Самого выдающегося из советских генетиков — Николая Вавилова также привлекала возможность союза между Советским государством и генетикой, хотя основы такого союза он видел иначе, чем Филипченко. Весьма часто зарубежные авторы забывают о приверженности Вавилова идее альянса социализма и науки, помня лишь о постигших его впоследствии мучениях. Родившись в 1887 г. в семье богатого купца, Вавилов получил образование в Англии, где учился у Уильяма Бейтсона — одного из лидеров неоменделизма; Вавилов возвращается в Россию в начале первой мировой войны. После революции он становится ведущим организатором советской науки[43]. Самая важная из его работ — «Центры происхождения культурных растений», опубликованная в 1926 г., была посвящена разработке теории, согласно которой наибольшее генетическое разнообразие культурных растений можно было обнаружить в местах происхождения этих видов. Это заключение привело к тому, что в течение своей жизни Вавилов совершил множество экспедиций в самые отдаленные места земли. Другая его важная теоретическая работа — «Закон гомологических рядов в наследственной изменчивости», впервые опубликованная в 1920 г., обосновывала утверждение о том, что родственные виды имеют одинаковую тенденцию к генетической изменчивости. Позднее Вавилов сам критиковал эту свою работу за то, что в ней он рассматривал ген как слишком стабильное образование[44].
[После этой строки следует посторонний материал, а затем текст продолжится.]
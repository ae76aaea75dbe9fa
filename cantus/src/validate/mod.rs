//! The hard barrier between a model's creativity and the score.
//!
//! Given the original snapshot, a decoded candidate and the active
//! transformation flags, the validator either accepts the candidate
//! or itemizes every reason it cannot. There is no partial
//! acceptance: on failure the caller keeps the original, whole.
//!
//! Checks run in a fixed order: structural preservation (fatal
//! regardless of flags), event integrity of the candidate, then flag
//! compliance. All categories are checked even after the first hit,
//! so a rejection carries full diagnostics for a retry prompt.

pub mod flags;

use std::fmt;

use fraction::Fraction;

use crate::index::EventPath;
use crate::primitives::{
    Event, EventIntegrityError, Harmony, Lyric, Measure, Note,
};
use crate::score::Score;

pub use flags::{TransformFlag, TransformFlags, UnknownFlag};

/// Where in the tree a violation was found.
#[derive(Debug, Clone, Copy, PartialEq, Eq, Hash)]
pub enum Location {
    Score,
    Part {
        part: usize,
    },
    Measure {
        part: usize,
        voice: usize,
        measure: u32,
    },
    Event(EventPath),
}
impl fmt::Display for Location {
    fn fmt(&self, f: &mut fmt::Formatter<'_>) -> fmt::Result {
        match self {
            Location::Score => write!(f, "score"),
            Location::Part { part } => write!(f, "Part={part}"),
            Location::Measure {
                part,
                voice,
                measure,
            } => {
                write!(
                    f,
                    "Part={part}/Voice={voice}/Measure={measure}"
                )
            }
            Location::Event(path) => write!(f, "{path}"),
        }
    }
}

/// Part/voice/measure shape or score attributes differ between
/// original and candidate. Always fatal, no flag permits it.
#[derive(Debug, Clone, PartialEq, thiserror::Error)]
pub enum StructuralViolation {
    #[error("part count changed: {original} -> {candidate}")]
    PartCount { original: usize, candidate: usize },
    #[error(
        "part {part} renamed: `{original}` -> `{candidate}`"
    )]
    PartName {
        part: usize,
        original: String,
        candidate: String,
    },
    #[error(
        "voice count changed in part `{part}`: {original} -> {candidate}"
    )]
    VoiceCount {
        part: String,
        original: usize,
        candidate: usize,
    },
    #[error(
        "voice identifier changed in part `{part}`: \
         {original} -> {candidate}"
    )]
    VoiceIndex {
        part: String,
        original: u32,
        candidate: u32,
    },
    #[error(
        "measure count changed at {location}: {original} -> {candidate}"
    )]
    MeasureCount {
        location: Location,
        original: usize,
        candidate: usize,
    },
    #[error(
        "measure index changed at {location}: {original} -> {candidate}"
    )]
    MeasureIndex {
        location: Location,
        original: u32,
        candidate: u32,
    },
    #[error("score attributes changed: {0}")]
    Attrs(String),
}

/// A change category showed a diff while its flag is unset, or an
/// active flag's own constraint was broken.
#[derive(Debug, Clone, PartialEq, thiserror::Error)]
#[error("{flag} violation at {location}: {detail}")]
pub struct FlagViolation {
    pub flag: TransformFlag,
    pub location: Location,
    pub detail: String,
}

/// One reason a candidate was rejected.
#[derive(Debug, Clone, PartialEq, thiserror::Error)]
pub enum Violation {
    #[error("structural violation: {0}")]
    Structural(#[from] StructuralViolation),
    #[error("event integrity at {location}: {source}")]
    Integrity {
        location: Location,
        source: EventIntegrityError,
    },
    #[error("flag violation: {0}")]
    Flag(#[from] FlagViolation),
}
impl Violation {
    /// The flag a [`Violation::Flag`] refers to.
    pub fn flag(&self) -> Option<TransformFlag> {
        match self {
            Violation::Flag(v) => Some(v.flag),
            _ => None,
        }
    }

    pub fn location(&self) -> Option<Location> {
        match self {
            Violation::Structural(_) => None,
            Violation::Integrity { location, .. } => Some(*location),
            Violation::Flag(v) => Some(v.location),
        }
    }
}

/// Outcome of validating one candidate against one original.
#[derive(Debug, Clone, PartialEq)]
pub struct ValidationResult {
    pub pass: bool,
    pub violations: Vec<Violation>,
}
impl ValidationResult {
    fn from_violations(violations: Vec<Violation>) -> Self {
        Self {
            pass: violations.is_empty(),
            violations,
        }
    }
}

/// Validate `candidate` as a transformation of `original` under the
/// active `flags`.
pub fn validate(
    original: &Score,
    candidate: &Score,
    flags: TransformFlags,
) -> ValidationResult {
    log::debug!(
        "validating candidate, active flags: [{}]",
        flags
            .iter_set()
            .map(|f| f.name())
            .collect::<Vec<_>>()
            .join(", ")
    );
    let result = Validator {
        original,
        candidate,
        flags,
        violations: Vec::new(),
    }
    .run();
    if result.pass {
        log::debug!("candidate accepted");
    } else {
        log::info!(
            "candidate rejected with {} violation(s)",
            result.violations.len()
        );
    }
    result
}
Однако подлинное значение деятельности Вавилова заключается не в его теоретических разработках, а в той коллекции семян и образцов растений, которую он собрал и в которой были представлены растения всего мира, а также в организации и управлении деятельностью исследовательских институтов, занимавшихся изучением как проблем теоретической генетики, так и практических вопросов совершенствования сельского хозяйства. Он был убежден в том, что Россия с ее социалистическим правительством является лучшим местом для достижения обеих этих целей. Приверженность Вавилова социализму и то уважение, с которым он относился к практическим способностям Лысенко, как крестьянина, возможно, и явились причинами того, что Вавилов поддержал /120/ Лысенко на ранних этапах его деятельности, на что обращает внимание Марк Поповский[45]. После того, однако, как Вавилов увидел намерение Лысенко уничтожить теоретическую генетику, он становится решительным противником агронома-крестьянина.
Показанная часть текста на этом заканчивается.